Wildkräuter wachsen auch im Winter

Wer seinen Speiseplan gerne mit Wildpflanzen bereichert, muss in der kalten Jahreszeit nicht darauf verzichten. Naturparkführerin Michaela Genthner erklärt bei einer Kräuterwanderung am Ebersberg, worauf es ankommt.

Naturparkführerin Michaela Genthner erklärt bei einer Kräuterwanderung rund um das Schloss Ebersberg, was die Natur alles an Essbarem hergibt. Fotos: Tobias Sellmaier

© Tobias Sellmaier

Naturparkführerin Michaela Genthner erklärt bei einer Kräuterwanderung rund um das Schloss Ebersberg, was die Natur alles an Essbarem hergibt. Fotos: Tobias Sellmaier

Von Annette Hohnerlein

Auenwald. Es ist bitterkalt, die 18 Teilnehmer der Kräuterwanderung haben sich dick eingepackt; ohne Handschuhe, Schal und Mütze geht gar nichts an diesem eisigen Sonntag. Eigentlich könnte man erwarten, dass die zarten Kräuter erst in einigen Wochen sprießen, wenn es wärmer wird. Aber Naturparkführerin Michaela Genthner kennt mehr als ein Dutzend essbare Wildpflanzen, die man selbst unter dem Schnee und bei Minusgraden finden kann.

Am Anfang gibt Genthner den Teilnehmern einen wichtigen Hinweis mit auf den Weg: Man sollte nur das verwenden, was man zu 100 Prozent kennt. Denn genau wie bei essbaren Pilzen gibt es auch bei anderen Pflanzen Doppelgänger, deren Verzehr böse Folgen haben kann.

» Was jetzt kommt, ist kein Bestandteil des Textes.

//! Actor lifecycle management with state transitions.
//!
//! Provides actor state machine and lifecycle tracking for supervision.

// Layer 1: Standard library imports
// (none)

// Layer 2: Third-party crate imports
use chrono::{DateTime, Utc}; // §3.2 MANDATORY

// Layer 3: Internal module imports
// (none)

/// Actor state in the lifecycle state machine.
///
/// # State Transitions
///
/// ```text
/// Starting -> Running -> Stopping -> Stopped
///     |          |           |
///     v          v           v
///   Failed     Failed     Failed
/// ```
///
/// # Examples
///
/// ```rust
/// use sdsc_rt::ActorState;
///
/// let state = ActorState::Starting;
/// assert_eq!(state, ActorState::Starting);
/// ```
#[derive(Debug, Clone, Copy, PartialEq, Eq)]
pub enum ActorState {
    /// Actor is initializing (pre_start in progress).
    Starting,

    /// Actor is running and processing messages.
    Running,

    /// Actor is shutting down (post_stop in progress).
    Stopping,

    /// Actor has stopped successfully.
    Stopped,

    /// Actor has failed and requires supervisor intervention.
    Failed,
}

impl Default for ActorState {
    fn default() -> Self {
        Self::Starting
    }
}

/// Actor lifecycle tracker with state management.
///
/// Tracks actor state transitions, restart count, and timing information
/// for supervision and monitoring.
///
/// # Examples
///
/// ```rust
/// use sdsc_rt::{ActorLifecycle, ActorState};
///
/// let mut lifecycle = ActorLifecycle::new();
/// assert_eq!(lifecycle.state(), ActorState::Starting);
///
/// lifecycle.transition_to(ActorState::Running);
/// assert_eq!(lifecycle.state(), ActorState::Running);
/// assert_eq!(lifecycle.restart_count(), 0);
/// ```
#[derive(Debug, Clone)]
pub struct ActorLifecycle {
    state: ActorState,
    last_state_change: DateTime<Utc>,
    restart_count: u32,
}

impl ActorLifecycle {
    /// Create a new lifecycle tracker in Starting state.
    ///
    /// # Examples
    ///
    /// ```rust
    /// use sdsc_rt::{ActorLifecycle, ActorState};
    ///
    /// let lifecycle = ActorLifecycle::new();
    /// assert_eq!(lifecycle.state(), ActorState::Starting);
    /// assert_eq!(lifecycle.restart_count(), 0);
    /// ```
    pub fn new() -> Self {
        Self {
            state: ActorState::Starting,
            last_state_change: Utc::now(), // §3.2
            restart_count: 0,
        }
    }

    /// Transition to a new state.
    ///
    /// Updates the state and records the transition timestamp.
    /// Increments restart_count when transitioning to Starting (for restarts).
    ///
    /// # Arguments
    ///
    /// * `new_state` - The target state
    ///
    /// # Examples
    ///
    /// ```rust
    /// use sdsc_rt::{ActorLifecycle, ActorState};
    ///
    /// let mut lifecycle = ActorLifecycle::new();
    ///
    /// lifecycle.transition_to(ActorState::Running);
    /// assert_eq!(lifecycle.state(), ActorState::Running);
    ///
    /// // Transition to Starting increments restart count
    /// lifecycle.transition_to(ActorState::Starting);
    /// assert_eq!(lifecycle.restart_count(), 1);
    /// ```
    pub fn transition_to(&mut self, new_state: ActorState) {
        self.state = new_state;
        self.last_state_change = Utc::now(); // §3.2

        // Increment restart count when transitioning to Starting (except initial)
        if new_state == ActorState::Starting && self.restart_count > 0 {
            self.restart_count += 1;
        } else if new_state == ActorState::Starting {
            self.restart_count = 1;
        }
    }

    /// Get the current actor state.
    ///
    /// # Examples
    ///
    /// ```rust
    /// use sdsc_rt::{ActorLifecycle, ActorState};
    ///
    /// let lifecycle = ActorLifecycle::new();
    /// assert_eq!(lifecycle.state(), ActorState::Starting);
    /// ```
    pub fn state(&self) -> ActorState {
        self.state
    }

    /// Get the timestamp of the last state change.
    ///
    /// # Examples
    ///
    /// ```rust
    /// use sdsc_rt::ActorLifecycle;
    ///
    /// let lifecycle = ActorLifecycle::new();
    /// let timestamp = lifecycle.last_state_change();
    /// assert!(timestamp <= chrono::Utc::now());
    /// ```
    pub fn last_state_change(&self) -> DateTime<Utc> {
        self.last_state_change
    }

    /// Get the number of times this actor has been restarted.
    ///
    /// # Examples
    ///
    /// ```rust
    /// use sdsc_rt::{ActorLifecycle, ActorState};
    ///
    /// let mut lifecycle = ActorLifecycle::new();
    /// assert_eq!(lifecycle.restart_count(), 0);
    ///
    /// lifecycle.transition_to(ActorState::Running);
    /// lifecycle.transition_to(ActorState::Starting);
    /// assert_eq!(lifecycle.restart_count(), 1);
    /// ```
    pub fn restart_count(&self) -> u32 {
        self.restart_count
    }

    /// Check if the actor is in a terminal state (Stopped or Failed).
    ///
    /// # Examples
    ///
    /// ```rust
    /// use sdsc_rt::{ActorLifecycle, ActorState};
    ///
    /// let mut lifecycle = ActorLifecycle::new();
    /// assert!(!lifecycle.is_terminal());
    ///
    /// lifecycle.transition_to(ActorState::Stopped);
    /// assert!(lifecycle.is_terminal());
    /// ```
    pub fn is_terminal(&self) -> bool {
        matches!(self.state, ActorState::Stopped | ActorState::Failed)
    }

    /// Check if the actor is currently running.
    ///
    /// # Examples
    ///
    /// ```rust
    /// use sdsc_rt::{ActorLifecycle, ActorState};
    ///
    /// let mut lifecycle = ActorLifecycle::new();
    /// assert!(!lifecycle.is_running());
    ///
    /// lifecycle.transition_to(ActorState::Running);
    /// assert!(lifecycle.is_running());
    /// ```
    pub fn is_running(&self) -> bool {
        self.state == ActorState::Running
    }
}

impl Default for ActorLifecycle {
    fn default() -> Self {
        Self::new()
    }
}
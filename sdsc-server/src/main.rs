//! `sdsc-server`: the REST entry point for the SDS controller control
//! plane (§6, §6.1).

mod error;
mod routes;
mod seams;
mod state;

// Layer 1: Standard library imports
use std::env;

// Layer 2: Third-party crate imports
use tracing_subscriber::EnvFilter;

// Layer 3: Internal module imports
use sdsc_core::config::ControllerConfig;

use crate::state::ControllerCore;

#[tokio::main]
async fn main() -> anyhow::Result<()> {
    tracing_subscriber::fmt()
        .with_env_filter(EnvFilter::try_from_default_env().unwrap_or_else(|_| EnvFilter::new("info")))
        .init();

    let config_path = env::var("SDSC_CONFIG_PATH").ok();
    let config = ControllerConfig::load(config_path.as_deref())?;
    tracing::info!(?config, "loaded controller configuration");

    let app_state = ControllerCore::bootstrap(config).await?;
    let app = routes::router(app_state);

    let port: u16 = env::var("SDSC_PORT")
        .ok()
        .and_then(|p| p.parse().ok())
        .unwrap_or(8080);
    let listener = tokio::net::TcpListener::bind(("0.0.0.0", port)).await?;
    tracing::info!(port, "sdsc-server listening");

    axum::serve(listener, app).await?;
    Ok(())
}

Auf Apps zur Bestimmung der Kräuter könne man sich dabei nicht verlassen, die Ergebnisse seien manchmal falsch, so die Erfahrung der Kursleiterin.

Bei ihrer Tour rund um den Ebersberg trifft die Gruppe gleich zu Beginn auf eine Pflanze, die fast jeder kennt und die auch nicht so leicht verwechselt werden kann: das Gänseblümchen. „Die Rosette aus Blättern kann man essen wie Ackersalat“, sagt Genthner, „Und man kann die Blätter für Kräuterbutter oder einen Smoothie verwenden. Auch die Blüte ist essbar, die Knospen kann man wie Kapern in Essig einlegen.“

Der essbare Löwenzahn hat viel mehr C- und A-Vitamine als Kopfsalat.

© Tobias Sellmaier

Der essbare Löwenzahn hat viel mehr C- und A-Vitamine als Kopfsalat.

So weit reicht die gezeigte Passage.